In a statement, Mrs. Kassebaum endorsed the board's agenda but said federal funding "raises serious questions" because teacher certification is a state responsibility.
At a hearing last week, some members of the House Postsecondary Education Subcommittee also questioned whether federal funding would be appropriate, while others supported it. The division did not run along party lines.
Representative Bill Goodling of Pennsylvania, ranking Republican on the full Education and Labor Committee, said the money would be better spent on loan forgiveness to attract "the best and the brightest" into teaching.
But Representative Peter P. Smith, Republican of Vermont, argued that the board represents a unique opportunity to put research into practice.
Representative Pat Williams, the Montana Democrat who chairs the subcommittee, and E. Thomas Coleman, its ranking Republican, suggested that a compromise might be possible if the authorization level were reduced and ac8countability were increased.

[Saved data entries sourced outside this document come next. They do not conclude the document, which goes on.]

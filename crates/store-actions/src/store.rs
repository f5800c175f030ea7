//! A minimal state container hosting augmented stores.
//!
//! `Store` owns the authoritative state, hands the augmentation engine a
//! [`StateBinding`] over it, and keeps the resulting [`AugmentedStore`].
//!
//! # Example
//!
//! ```
//! use store_actions::{initializer, Store, StoreDefinition};
//! use serde_json::json;
//!
//! let store = Store::create(initializer(
//!     StoreDefinition::new("Counter").number("value", 0),
//! ));
//!
//! let value = store.field("value").unwrap();
//! value.set(10);
//! value.increment().unwrap();
//! assert_eq!(store.get_state()["value"], json!(11));
//! ```

use crate::{
    initializer, AugmentedStore, FieldActions, StateBinding, StateCell, StoreDefinition,
    StoreResult, StoreShape,
};
use serde_json::{Map, Value};
use std::fmt;
use std::sync::atomic::{AtomicU64, Ordering};
use std::sync::{Arc, Mutex, PoisonError};

/// Called after every write with `(next, previous)` state.
pub type Listener = Arc<dyn Fn(&Value, &Value) + Send + Sync>;

/// Handle returned by [`Store::subscribe`].
#[derive(Clone, Copy, Debug, PartialEq, Eq, Hash)]
pub struct SubscriptionId(u64);

struct Shared {
    cell: StateCell,
    listeners: Mutex<Vec<(SubscriptionId, Listener)>>,
    next_id: AtomicU64,
}

impl Shared {
    fn listeners(&self) -> Vec<Listener> {
        self.listeners
            .lock()
            .unwrap_or_else(PoisonError::into_inner)
            .iter()
            .map(|(_, listener)| listener.clone())
            .collect()
    }

    fn write(&self, partial: Map<String, Value>) {
        tracing::trace!(keys = partial.len(), "merging partial state");
        let listeners = self.listeners();
        if listeners.is_empty() {
            self.cell.merge(partial);
            return;
        }
        // Listeners run outside the state lock so they may read or write.
        let (previous, next) = self.cell.merge_observed(partial);
        for listener in listeners {
            listener(&next, &previous);
        }
    }
}

/// State container for one augmented store.
///
/// Cloning a `Store` yields another handle to the same state.
#[derive(Clone)]
pub struct Store {
    shared: Arc<Shared>,
    augmented: AugmentedStore,
}

impl Store {
    /// Run `initializer` with a binding over a fresh state, then fill in
    /// the instance's fields the initializer did not write.
    pub fn create<F>(initializer: F) -> Self
    where
        F: FnOnce(StateBinding) -> AugmentedStore,
    {
        let shared = Arc::new(Shared {
            cell: StateCell::default(),
            listeners: Mutex::new(Vec::new()),
            next_id: AtomicU64::new(0),
        });

        let binding = {
            let read = shared.clone();
            let write = shared.clone();
            StateBinding::new(
                move || read.cell.snapshot(),
                move |partial| write.write(partial),
            )
        };

        // Writes the initializer made through its binding win over defaults.
        let augmented = initializer(binding);
        shared.cell.seed(augmented.data().clone());
        tracing::debug!(
            store = augmented.name(),
            fields = augmented.data().len(),
            actions = augmented.descriptors().len(),
            "created store"
        );

        Self { shared, augmented }
    }

    /// Create a store from a definition.
    pub fn from_definition(definition: StoreDefinition) -> Self {
        Self::create(initializer(definition))
    }

    /// Create a store from a `#[derive(Store)]` shape.
    pub fn from_shape<S: StoreShape>() -> Self {
        Self::from_definition(S::definition())
    }

    /// Snapshot of the current state.
    pub fn get_state(&self) -> Value {
        self.shared.cell.snapshot()
    }

    /// Shallow-merge `partial` into the state, notifying listeners.
    pub fn set_state(&self, partial: Map<String, Value>) {
        self.shared.write(partial);
    }

    /// The generated action table.
    pub fn actions(&self) -> &AugmentedStore {
        &self.augmented
    }

    /// Action table of one tagged field.
    pub fn field(&self, name: &str) -> StoreResult<&FieldActions> {
        self.augmented.actions(name)
    }

    /// Typed wrapper generated for shape `S`.
    pub fn typed<S: StoreShape>(&self) -> S::Actions {
        S::Actions::from(self.augmented.clone())
    }

    /// Register a listener called after every write.
    pub fn subscribe<F>(&self, listener: F) -> SubscriptionId
    where
        F: Fn(&Value, &Value) + Send + Sync + 'static,
    {
        let id = SubscriptionId(self.shared.next_id.fetch_add(1, Ordering::Relaxed));
        self.shared
            .listeners
            .lock()
            .unwrap_or_else(PoisonError::into_inner)
            .push((id, Arc::new(listener)));
        id
    }

    /// Remove a listener. Returns `false` if it was not registered.
    pub fn unsubscribe(&self, id: SubscriptionId) -> bool {
        let mut listeners = self
            .shared
            .listeners
            .lock()
            .unwrap_or_else(PoisonError::into_inner);
        let before = listeners.len();
        listeners.retain(|(existing, _)| *existing != id);
        listeners.len() != before
    }
}

impl fmt::Debug for Store {
    fn fmt(&self, f: &mut fmt::Formatter<'_>) -> fmt::Result {
        f.debug_struct("Store")
            .field("name", &self.augmented.name())
            .field("state", &self.get_state())
            .finish()
    }
}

"These people want to do something for this country and I don't want to turn them off," Mr. Coleman said.
Opposed by Cavazos
Secretary of Education Lauro F. Cavazos vehemently opposed funding for the board, arguing that noncompetitive grants are bad policy; that the Education Department would be unable to ensure that the taxpayers' money was being spent appropriately; that the amount requested is "excessive," and no evidence has been offered to justify it; and that the planned research would duplicate some activities currently under way or planned by the department.
"To establish the board at the funding level suggested, without the department's oversight and monitoring, could open a Pandora's box of duplication, inefficiency, and wastefulness in the federal education research system," said the Secretary, who noted that the $25 million requested exceeds the department's entire research budget.

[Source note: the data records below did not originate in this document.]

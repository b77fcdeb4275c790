//! # Validation Module
//!
//! Input validation utilities for the settlement engine.
//!
//! ## Validation Strategy
//! ```text
//! ┌─────────────────────────────────────────────────────────────────────────┐
//! │                      Validation Layers                                  │
//! │                                                                         │
//! │  Layer 1: Caller (terminal UI)                                         │
//! │  ├── Basic format checks, immediate user feedback                      │
//! │           │                                                             │
//! │           ▼                                                             │
//! │  Layer 2: THIS MODULE - business rule validation                       │
//! │  ├── Rejected before any durable write                                 │
//! │           │                                                             │
//! │           ▼                                                             │
//! │  Layer 3: Database (SQLite)                                            │
//! │  ├── NOT NULL / UNIQUE / FK constraints, CHECK(amount > 0)             │
//! │                                                                         │
//! │  Defense in depth: multiple layers catch different errors              │
//! └─────────────────────────────────────────────────────────────────────────┘
//! ```

use crate::error::ValidationError;
use crate::types::CashTransactionKind;
use crate::MAX_LINE_QUANTITY;

/// Result type for validation operations.
pub type ValidationResult<T> = Result<T, ValidationError>;

// =============================================================================
// Numeric Validators
// =============================================================================

/// Validates a line quantity.
///
/// ## Rules
/// - Must be positive (> 0)
/// - Must not exceed MAX_LINE_QUANTITY (999)
pub fn validate_quantity(qty: i64) -> ValidationResult<()> {
    if qty <= 0 {
        return Err(ValidationError::MustBePositive {
            field: "quantity".to_string(),
        });
    }

    if qty > MAX_LINE_QUANTITY {
        return Err(ValidationError::OutOfRange {
            field: "quantity".to_string(),
            min: 1,
            max: MAX_LINE_QUANTITY,
        });
    }

    Ok(())
}

/// Validates a payment or movement amount in centavos.
///
/// ## Rules
/// - Must be positive (> 0); direction is carried by the kind, never the sign
pub fn validate_amount_cents(cents: i64) -> ValidationResult<()> {
    if cents <= 0 {
        return Err(ValidationError::MustBePositive {
            field: "amount".to_string(),
        });
    }

    Ok(())
}

/// Validates an opening drawer float in centavos.
///
/// ## Rules
/// - Must be non-negative; an empty drawer (0) is a legal float
pub fn validate_opening_float(cents: i64) -> ValidationResult<()> {
    if cents < 0 {
        return Err(ValidationError::OutOfRange {
            field: "opening_float".to_string(),
            min: 0,
            max: i64::MAX,
        });
    }

    Ok(())
}

// =============================================================================
// Cash Movement Validators
// =============================================================================

/// Validates the description of a cash movement.
///
/// ## Rules
/// - Manual inflows/outflows require a non-empty description so the
///   closing count can be disputed line by line ("supplier payment",
///   "extra change"). Sales carry a generated description and are exempt.
/// - Maximum 200 characters.
pub fn validate_movement_description(
    kind: CashTransactionKind,
    description: &str,
) -> ValidationResult<()> {
    let description = description.trim();

    let manual = matches!(
        kind,
        CashTransactionKind::ManualInflow | CashTransactionKind::ManualOutflow
    );
    if manual && description.is_empty() {
        return Err(ValidationError::Required {
            field: "description".to_string(),
        });
    }

    if description.len() > 200 {
        return Err(ValidationError::TooLong {
            field: "description".to_string(),
            max: 200,
        });
    }

    Ok(())
}

// =============================================================================
// UUID Validators
// =============================================================================

/// Validates a UUID string format.
///
/// ## Example
/// ```rust
/// use comanda_core::validation::validate_uuid;
///
/// assert!(validate_uuid("550e8400-e29b-41d4-a716-446655440000").is_ok());
/// assert!(validate_uuid("not-a-uuid").is_err());
/// ```
pub fn validate_uuid(id: &str) -> ValidationResult<()> {
    if id.trim().is_empty() {
        return Err(ValidationError::Required {
            field: "id".to_string(),
        });
    }

    uuid::Uuid::parse_str(id).map_err(|_| ValidationError::InvalidFormat {
        field: "id".to_string(),
        reason: "must be a valid UUID".to_string(),
    })?;

    Ok(())
}

// =============================================================================
// Unit Tests
// =============================================================================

"We'll try to work out a comproel10lmise that the Administration can live with," said Richard Jerue, staff director of the subcommittee. "We'll try to increase the accountability factor without giving the department too much control."
The Senate bill would require the board to award each research project competitively and to place notices in the Federal Register; to "apply" for the federal share of each project; and to submit annual reports on the board's progress and future plans.

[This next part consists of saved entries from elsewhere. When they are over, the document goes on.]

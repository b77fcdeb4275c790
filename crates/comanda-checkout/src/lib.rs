//! # comanda-checkout: Tab & Settlement Orchestration
//!
//! The flow layer of the settlement engine: everything between "a waiter
//! taps a product" and "the table is free and every ledger agrees".
//!
//! ## Architecture Position
//! ```text
//! ┌─────────────────────────────────────────────────────────────────────────┐
//! │                  comanda-checkout (THIS CRATE)                          │
//! │                                                                         │
//! │   ┌─────────────┐     ┌───────────────────────┐     ┌──────────────┐  │
//! │   │  TabService │     │ SettlementCoordinator │     │   Notifier   │  │
//! │   │  (tab.rs)   │     │    (settlement.rs)    │────►│  (notify.rs) │  │
//! │   │             │     │                       │     │              │  │
//! │   │ add_unit    │     │ validate → post debts │     │ DebtNotice   │  │
//! │   │ remove_unit │     │ → cash log → settle   │     │ LogNotifier  │  │
//! │   │ abandon     │     │ → free table → notify │     │              │  │
//! │   └──────┬──────┘     └───────────┬───────────┘     └──────────────┘  │
//! │          │                        │                                    │
//! │          └──────────┬─────────────┘                                    │
//! │                     ▼                                                  │
//! │               comanda-db (repositories, CAS, idempotency keys)         │
//! │                     ▼                                                  │
//! │               comanda-core (Money, AllocationSet, validation)          │
//! └─────────────────────────────────────────────────────────────────────────┘
//! ```
//!
//! ## The Consistency Story
//!
//! Orders, the debt ledger, and the cash log share no transaction, so the
//! coordinator cannot rely on atomicity across them. Instead every
//! settlement write is idempotent under a per-attempt `(attempt_id, seq)`
//! key, and the attempt is simply replayed until it completes. See
//! [`settlement`] for the full commit sequence.
//!
//! ## Modules
//!
//! - [`tab`] - Line-item ledger flow (add/remove one unit, abandon, void)
//! - [`drawer`] - Shift session open/close and manual movements
//! - [`settlement`] - The Settlement Coordinator and its outcome types
//! - [`notify`] - Debt notification boundary
//! - [`error`] - Checkout error types

pub mod drawer;
pub mod error;
pub mod notify;
pub mod settlement;
pub mod tab;

pub use drawer::DrawerService;
pub use error::{CheckoutError, CheckoutResult};
pub use notify::{DebtNotice, LogNotifier, Notifier};
pub use settlement::{CashLedger, DebtPosting, SettlementCoordinator, SettlementOutcome};
pub use tab::TabService;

But the Education Department could not refuse an application if the proposed project complied with the statute, and it specifically states that the Secretary has no authority "to exercise supervision or control over the research program, standards, assessment practices, administration, or staffing policies of the board."
Mr. Jerue said he did not know whether or not the subcommittee would move the funding proposal as a separate bill.
Representative Augustus F. Hawkins, the California Democrat who chairs the full Education and Labor Committee, has repeatedly criticized the Bush initiatives, and several committee aides said it was unlikely that the panel would approve a companion bill to S 695, although it has scheduled a hearing this week on the Bush package.